Mieux comprendre les mécanismes des cancers cérébraux pédiatriques avec la drosophile

Résultats scientifiques Physiologie et cancer

Les cancers cérébraux représentent environ 25 % de tous les cancers chez les enfants, mais moins de 2 % chez les adultes, ce qui suggère que le cerveau en développement est particulièrement sujet à la transformation cancéreuse. Toutefois, les raisons sous-jacentes ne sont pas encore clairement identifiées. Dans une récente étude publiée dans la revue eLife, des chercheurs travaillant sur la drosophile ont identifié un programme génétique opérant lors de la fabrication du cerveau, qui peut être détourné pour induire des tumeurs s’apparentant à des cancers pédiatriques, et régir leur hétérogénéité cellulaire.

Chez le fœtus, lors de la fabrication du cerveau, les cellules souches et progéniteurs neuraux subissent des périodes de forte prolifération selon une séquence très stéréotypée.

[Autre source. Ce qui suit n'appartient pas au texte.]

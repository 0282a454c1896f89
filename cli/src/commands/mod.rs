//! CLI commands, organized by domain:
//! - `files`: listing and opening source files, copying outlines
//! - `process`: running outline jobs
//! - `settings`: model, folder and theme settings
//! - `prompts`: system prompt presets

pub mod files;
pub mod process;
pub mod prompts;
pub mod settings;
//! System clipboard access.
//!
//! [`SystemClipboard`] is compiled with the `system-clipboard` feature. Without
//! it, a stub reports the clipboard as unavailable so callers can keep a single
//! code path.

use thiserror::Error;

#[derive(Debug, Error)]
pub enum ClipboardError {
    #[error("Clipboard is unavailable: {0}")]
    Unavailable(String),

    #[error("Clipboard copy failed: {0}")]
    CopyFailed(String),
}

/// Destination for text copied after a successful job.
///
/// A single global resource: concurrent successes overwrite each other and
/// the last write wins.
pub trait Clipboard: Send + Sync {
    fn set_text(&self, text: &str) -> Result<(), ClipboardError>;
}

/// Discards everything. For headless runs.
#[derive(Debug, Default, Clone, Copy)]
pub struct NoopClipboard;

impl Clipboard for NoopClipboard {
    fn set_text(&self, _text: &str) -> Result<(), ClipboardError> {
        Ok(())
    }
}

#[cfg(feature = "system-clipboard")]
mod system {
    use std::sync::Mutex;

    use super::{Clipboard, ClipboardError};

    /// The desktop clipboard.
    ///
    /// Holds one handle for the life of the process; on X11 the copied text
    /// is served from it.
    pub struct SystemClipboard {
        inner: Mutex<arboard::Clipboard>,
    }

    impl SystemClipboard {
        pub fn new() -> Result<Self, ClipboardError> {
            let inner = arboard::Clipboard::new()
                .map_err(|e| ClipboardError::Unavailable(e.to_string()))?;
            Ok(Self {
                inner: Mutex::new(inner),
            })
        }
    }

    impl Clipboard for SystemClipboard {
        fn set_text(&self, text: &str) -> Result<(), ClipboardError> {
            let mut guard = self
                .inner
                .lock()
                .map_err(|_| ClipboardError::CopyFailed("clipboard lock poisoned".to_string()))?;
            guard
                .set_text(text.to_owned())
                .map_err(|e| ClipboardError::CopyFailed(e.to_string()))
        }
    }
}

#[cfg(not(feature = "system-clipboard"))]
mod system {
    use super::{Clipboard, ClipboardError};

    /// Stand-in used when the `system-clipboard` feature is disabled.
    pub struct SystemClipboard;

    impl SystemClipboard {
        pub fn new() -> Result<Self, ClipboardError> {
            Err(ClipboardError::Unavailable(
                "built without the system-clipboard feature".to_string(),
            ))
        }
    }

    impl Clipboard for SystemClipboard {
        fn set_text(&self, _text: &str) -> Result<(), ClipboardError> {
            Err(ClipboardError::Unavailable(
                "built without the system-clipboard feature".to_string(),
            ))
        }
    }
}

pub use system::SystemClipboard;
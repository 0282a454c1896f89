//! Remote text-completion service.
//!
//! [`TransformService`] is the seam between job orchestration and the remote
//! endpoint. [`OpenAiTransform`] is the production adapter; tests substitute
//! their own implementation.

pub mod catalog;
pub mod client;
pub mod error;
pub mod types;

use async_trait::async_trait;

pub use catalog::{default_model, find_model, ModelInfo, MODEL_CATALOG};
pub use client::OpenAiTransform;
pub use error::ServiceError;
pub use types::{Completion, Usage};

use crate::config::ConfigProfile;

/// Sends file content through a completion model under a frozen profile.
#[async_trait]
pub trait TransformService: Send + Sync {
    /// Returns true when a credential is available.
    ///
    /// Checked before any job of a batch is dispatched.
    fn is_configured(&self) -> bool;

    /// Transforms `content` using the model, sampling parameters and system
    /// prompt carried by `profile`.
    async fn transform(
        &self,
        content: &str,
        profile: &ConfigProfile,
    ) -> Result<Completion, ServiceError>;
}
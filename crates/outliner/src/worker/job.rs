use std::fmt;
use std::path::PathBuf;
use std::sync::Arc;

use chrono::{DateTime, Utc};
use serde::{Deserialize, Serialize};

use crate::config::ConfigProfile;

/// Unique identity of one job. Re-processing a file creates a new id.
#[derive(Debug, Clone, Copy, PartialEq, Eq, Hash, PartialOrd, Ord, Serialize, Deserialize)]
#[serde(transparent)]
pub struct JobId(uuid::Uuid);

impl JobId {
    pub fn new() -> Self {
        Self(uuid::Uuid::new_v4())
    }
}

impl Default for JobId {
    fn default() -> Self {
        Self::new()
    }
}

impl fmt::Display for JobId {
    fn fmt(&self, f: &mut fmt::Formatter<'_>) -> fmt::Result {
        self.0.fmt(f)
    }
}

/// Lifecycle state: `Pending -> Running -> Succeeded | Failed`.
#[derive(Debug, Clone, Copy, PartialEq, Eq, Hash, Serialize, Deserialize)]
#[serde(rename_all = "snake_case")]
pub enum JobState {
    Pending,
    Running,
    Succeeded,
    Failed,
}

impl JobState {
    pub fn is_terminal(&self) -> bool {
        matches!(self, JobState::Succeeded | JobState::Failed)
    }

    pub fn can_transition_to(&self, next: JobState) -> bool {
        matches!(
            (self, next),
            (JobState::Pending, JobState::Running)
                | (JobState::Running, JobState::Succeeded)
                | (JobState::Running, JobState::Failed)
        )
    }
}

impl fmt::Display for JobState {
    fn fmt(&self, f: &mut fmt::Formatter<'_>) -> fmt::Result {
        match self {
            JobState::Pending => write!(f, "Pending"),
            JobState::Running => write!(f, "Running"),
            JobState::Succeeded => write!(f, "Succeeded"),
            JobState::Failed => write!(f, "Failed"),
        }
    }
}

/// One in-flight transform of one source file.
#[derive(Debug, Clone)]
pub struct Job {
    pub id: JobId,
    pub source_path: PathBuf,
    /// Snapshot shared by every job of the batch.
    pub profile: Arc<ConfigProfile>,
    pub state: JobState,
    pub submitted_at: DateTime<Utc>,
    pub started_at: Option<DateTime<Utc>>,
    pub finished_at: Option<DateTime<Utc>>,
}

impl Job {
    pub fn new(source_path: PathBuf, profile: Arc<ConfigProfile>) -> Self {
        Self {
            id: JobId::new(),
            source_path,
            profile,
            state: JobState::Pending,
            submitted_at: Utc::now(),
            started_at: None,
            finished_at: None,
        }
    }

    /// Moves to `next`, stamping start or end time. Returns false and leaves
    /// the job untouched for a transition the lifecycle does not allow.
    pub fn transition(&mut self, next: JobState) -> bool {
        if !self.state.can_transition_to(next) {
            return false;
        }
        let now = Utc::now();
        match next {
            JobState::Running => self.started_at = Some(now),
            JobState::Succeeded | JobState::Failed => self.finished_at = Some(now),
            JobState::Pending => {}
        }
        self.state = next;
        true
    }

    /// Time spent running, once finished.
    pub fn duration(&self) -> Option<chrono::Duration> {
        Some(self.finished_at? - self.started_at?)
    }
}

Il a été observé que les cancers pédiatriques du système nerveux central sont souvent initiés pendant ces périodes très limitées de prolifération. Cependant, les causes de ces cancers et la manière dont ils sont régulés sont toujours très mal comprises.

La drosophile possède l’avantage d’avoir un cerveau dont la fabrication est beaucoup plus simple que chez les mammifères, et beaucoup mieux comprise. Notamment, ces dernières années a été identifié un programme génétique délimitant les fenêtres temporelles pendant lesquelles les cellules souches neurales prolifèrent. Combinant des approches de génétique, séquençage de cellule unique et modélisation numérique, les chercheurs ont découvert que ce programme, dit de « spécification temporelle », est redéployé dans des tumeurs neurales induites lors du développement larvaire de la drosophile, un stade s’apparentant aux stades fœtaux chez les mammifères. Dans ces tumeurs, qui finissent par tuer la mouche adulte, les gènes de spécification temporelle structurent l’organisation cellulaire de la tumeur selon une hiérarchie finement contrôlée. Cette hiérarchie permet de créer une hétérogénéité au sein des cellules tumorales, en régulant notamment leur métabolisme et leur potentiel prolifératif. La conséquence est que la croissance tumorale est propagée indéfiniment par une petite population de cellules présentant un fort métabolisme, appelées cellules souches cancéreuses.

En identifiant les gènes responsables de cette organisation hiérarchique, et sachant que ces derniers sont conservés au cours de l’évolution, cette étude ouvre la voie à une meilleure compréhension des mécanismes favorisant l’apparition et le maintien des cellules souches cancéreuses dans les cancers de l’enfant.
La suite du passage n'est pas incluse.